小学生の頃から、ZARDが大好きだった話
小学生の頃、同世代も親世代も『歌の大辞典』に夢中だった。
ヒットチャートをランキング形式で紹介していく番組。
面白いのは、今のヒットチャートだけではなく、交互に過去のヒットチャートを紹介してくれるところ。例えば『1980年のベストテン』と『今週のベストテン』を交互に見せてくれるのだ。あの番組で古い歌も覚えたし、最新のヒットチャートも知った。
そんな大好きな番組を見た小学生の私は、ZARDがお気に入りだった。
歌の大辞典で見た『Don't you see』はニューヨークで撮られたPVがおしゃれで大好きだったし、『永遠』は赤い車に坂井泉水さんがとてもかっこよかった。いつも曲を口ずさんでいたし、テープに何度も録音したのを聴いていた。
ドラマ『理想の結婚』(竹野内豊、常盤貴子)の主題歌だった、『君に逢いたくなったら』は多幸感が最高で大好きな楽曲だった。
冬になればCMで『My Baby Grand ~ぬくもりが欲しくて~』がめちゃくちゃ好きだった!なにこの、冬のキラキラ切ない感……と小学生ながらに気に入っていた。(冬のCMということしか覚えていなかったのですが、広末涼子さんが出ていたポケベルのCMだったのですね…てっきりクリスマスケーキかなにかだった記憶。笑)
そんなふうにして、小学生の私はZARDが好きだった。常に大ファン!とかではないのだけれど、いつの時代も常に好きだったし、新曲が出れば聴いていた。
中学生の時は、『promised you』が、冬のお気に入りだった。冬の白い息が浮かんでくるような情景が、とても綺麗だと思っていた。
高校3年生の受験期には、アルバム『時の翼』『止まっていた時計が今、動き出した』が好きでよく聴いていた。高校に入ってからはあまり聴いていなかったのに。勉強に集中しなきゃならない受験生の時に、またZARDを聴くようになって、そして励まされていたのを覚えている。
そして大学2年生の時。
坂井泉水さんが亡くなった。
高3の時の流れで、日々ZARDを聞いていたので、やっぱり悲しかった。と同時に実感が湧かなかった。めちゃくちゃ売れていたけど、テレビにバンバン出ていたこともなく、いつだって曲からしか彼女のことを知る機会はなかったから。だから悲しかったけど、ニュースでZARDのPVがバンバン流されていても涙は出なかった。
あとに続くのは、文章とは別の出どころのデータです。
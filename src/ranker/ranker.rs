use std::sync::Arc;

use log::{error, info, warn};
use serde::Serialize;
use tokio::sync::Mutex;

use super::cache::EmbeddingCache;
use super::catalogue::{CatalogueStats, DescriptorCatalogue};
use super::encoder::{dot, TextEncoder};
use super::error::RankerError;
use crate::config::RankerConfig;
use crate::provisioner::ModelProvisioner;
use crate::runtime::RuntimeConfig;
use crate::wound::{Language, WoundClass};

/// One selected descriptor with its similarity score.
#[derive(Debug, Clone, PartialEq, Serialize)]
pub struct RankedFeature {
    pub text: String,
    pub score: f32,
}

/// Selects the most salient textual descriptors for a wound class by
/// embedding similarity against a fixed reference.
///
/// Ranking is similarity to the **first** descriptor of the class's English
/// list, authored as the clinically central description. The predicted class
/// label is the only input — the uploaded image is never re-encoded here;
/// classification and description are deliberately decoupled stages. This is
/// a known simplification, not image-grounded ranking.
///
/// The public surface is best-effort: per-call failures (unknown class name,
/// empty catalogue, encoding errors) return an empty list, never an error.
/// Callers must treat an empty feature list as valid output.
pub struct FeatureRanker {
    config: RankerConfig,
    runtime_config: RuntimeConfig,
    catalogue: DescriptorCatalogue,
    cache: EmbeddingCache,
    provisioner: ModelProvisioner,
    // Loaded lazily on first use, then reused for the component's lifetime.
    encoder: Mutex<Option<Arc<TextEncoder>>>,
}

impl FeatureRanker {
    /// Cheap construction; the heavy encoder load happens on first use.
    pub fn new(config: RankerConfig) -> Result<Self, RankerError> {
        let cache = EmbeddingCache::new(&config.feature_cache_dir, config.enable_caching)?;
        let provisioner = ModelProvisioner::new(&config.model_dir, config.download_timeout)?;
        Ok(Self {
            config,
            runtime_config: RuntimeConfig::default(),
            catalogue: DescriptorCatalogue::new(),
            cache,
            provisioner,
            encoder: Mutex::new(None),
        })
    }

    pub fn with_runtime_config(mut self, runtime_config: RuntimeConfig) -> Self {
        self.runtime_config = runtime_config;
        self
    }

    /// Eagerly loads the encoder. Optional; `extract_features` does the same
    /// lazily. Useful to front-load the download and model load at startup.
    pub async fn warm_up(&self) -> Result<(), RankerError> {
        self.encoder().await.map(|_| ())
    }

    async fn encoder(&self) -> Result<Arc<TextEncoder>, RankerError> {
        let mut slot = self.encoder.lock().await;
        if let Some(encoder) = slot.as_ref() {
            return Ok(Arc::clone(encoder));
        }

        let model_path = self.provisioner.ensure(&self.config.source).await?;
        let tokenizer_path = self
            .provisioner
            .tokenizer_path(&self.config.source)
            .ok_or_else(|| RankerError::Model("encoder source has no tokenizer".to_string()))?;

        let encoder = Arc::new(TextEncoder::load(
            &model_path,
            &tokenizer_path,
            &self.runtime_config,
            self.config.device,
        )?);
        info!("Feature ranker encoder initialized on {:?}", self.config.device);
        *slot = Some(Arc::clone(&encoder));
        Ok(encoder)
    }

    /// Returns the top descriptors for `class`, best first.
    ///
    /// `top_k` falls back to the configured maximum when `None`. Non-English
    /// output is produced by positional remap into the requested language's
    /// list, with per-entry English fallback if the translation is missing.
    pub async fn extract_features(
        &self,
        class: WoundClass,
        top_k: Option<usize>,
        language: Language,
    ) -> Vec<RankedFeature> {
        match self.try_extract(class, top_k, language).await {
            Ok(features) => features,
            Err(e) => {
                error!("Feature extraction failed for {}: {}", class, e);
                Vec::new()
            }
        }
    }

    /// String-keyed variant for callers holding an untyped class label.
    /// Unknown labels yield an empty list.
    pub async fn extract_features_by_name(
        &self,
        class_name: &str,
        top_k: Option<usize>,
        language: Language,
    ) -> Vec<RankedFeature> {
        match class_name.parse::<WoundClass>() {
            Ok(class) => self.extract_features(class, top_k, language).await,
            Err(_) => {
                warn!("No descriptors available for class '{}'", class_name);
                Vec::new()
            }
        }
    }

    async fn try_extract(
        &self,
        class: WoundClass,
        top_k: Option<usize>,
        language: Language,
    ) -> Result<Vec<RankedFeature>, RankerError> {
        let top_k = top_k.unwrap_or(self.config.max_features);

        // English is authoritative for similarity scoring regardless of the
        // requested output language.
        let english = self.catalogue.descriptors(class, Language::En);
        if english.is_empty() {
            return Err(RankerError::NoFeatures(class.to_string()));
        }

        let embeddings = self.embeddings_for(english).await?;

        let reference = &embeddings[0];
        let scores: Vec<f32> = embeddings.iter().map(|embedding| dot(reference, embedding)).collect();

        let selected = rank(&scores, self.config.similarity_threshold, top_k);

        let localized = match language {
            Language::En => english,
            Language::Th => self.catalogue.descriptors(class, Language::Th),
        };
        Ok(selected
            .into_iter()
            .map(|(index, score)| RankedFeature {
                text: localized.get(index).copied().unwrap_or(english[index]).to_string(),
                score,
            })
            .collect())
    }

    async fn embeddings_for(
        &self,
        descriptors: &[&str],
    ) -> Result<Vec<ndarray::Array1<f32>>, RankerError> {
        let key = EmbeddingCache::content_key(descriptors);
        if let Some(cached) = self.cache.load(&key, descriptors.len()) {
            return Ok(cached);
        }

        let encoder = self.encoder().await?;
        let embeddings = encoder.encode_batch(descriptors)?;
        self.cache.store(&key, &embeddings);
        Ok(embeddings)
    }

    /// Cosine similarity of two ad-hoc texts, clamped to [0, 1]. Utility
    /// method, not on the hot path; returns 0.0 on any failure.
    pub async fn compare_features(&self, a: &str, b: &str) -> f32 {
        let result = async {
            let encoder = self.encoder().await?;
            let batch = encoder.encode_batch(&[a, b])?;
            Ok::<f32, RankerError>(dot(&batch[0], &batch[1]))
        }
        .await;

        match result {
            Ok(similarity) => similarity.clamp(0.0, 1.0),
            Err(e) => {
                error!("Feature comparison failed: {}", e);
                0.0
            }
        }
    }

    /// The full catalogue in the given language. Read-only.
    pub fn all_features(&self, language: Language) -> Vec<(WoundClass, &'static [&'static str])> {
        self.catalogue.all(language)
    }

    pub fn feature_stats(&self) -> CatalogueStats {
        self.catalogue.stats()
    }

    /// Deletes every persisted embedding batch. Call after editing the
    /// catalogue; entries are never invalidated automatically.
    pub fn clear_cache(&self) -> usize {
        match self.cache.clear() {
            Ok(removed) => {
                info!("Cleared {} embedding cache entries", removed);
                removed
            }
            Err(e) => {
                warn!("Failed to clear embedding cache: {}", e);
                0
            }
        }
    }
}

/// Pure ranking step: drop entries under `threshold`, sort descending by
/// score with catalogue order breaking ties (stable sort), truncate to
/// `top_k`. Returns (original index, score) pairs.
pub(crate) fn rank(scores: &[f32], threshold: f32, top_k: usize) -> Vec<(usize, f32)> {
    let mut selected: Vec<(usize, f32)> = scores
        .iter()
        .copied()
        .enumerate()
        .filter(|&(_, score)| score >= threshold)
        .collect();

    selected.sort_by(|a, b| b.1.partial_cmp(&a.1).unwrap_or(std::cmp::Ordering::Equal));
    selected.truncate(top_k);
    selected
}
そのころよく聴いていたのは、『I Feel Fine, Yeah』『風が通り抜ける街へ』『息もできない』などの爽やか系の楽曲。たぶん、ちょうど初夏だったからだろう。あの頃、坂井さんが亡くなった頃、これらの曲をよく聴いていたのをなぜかよく覚えている。
実感の湧かぬまま、大学生の私は六本木のBeing事務所に用意された献花台に、お花を供えに行った。お花屋さんの位置も分からなくて、当時はグーグルマップもなかったから、道で誰かに聞いたような気もする。どんな花を買ったのかは覚えていない。
そして献花台につくと、そこそこの人だかりがあった。
泣いている人、立っている人、事務所の方だろうなという方々も見かけた。あまり詳細は覚えていないのだけれど、その時ちょうど『新しいドア~冬のひまわり~』が流れていたのは覚えている。
多数の楽曲を流していて、たまたまその曲が流れた時に居合わせたのか。それとも、その場にふさわしい曲として流していたのか分からない。
けれど、恐ろしいほどに悲しさがこみ上げてきて、初めてそこで涙が出た。
はるかな未来へと 新しいドアを開け
動き始めた 直感が行く道を決める
あの冬の向日葵 まだひとりでやれそうだよ
愛する人よ
今どこで眠っていますか?
外はこんなに晴れているのに
君のリンカクはぼやけたまま
無邪気に笑い合う あの空は夢の中
慣れない六本木の街を帰りながら、こみ上げてくる涙を流しっぱなしに歩いた。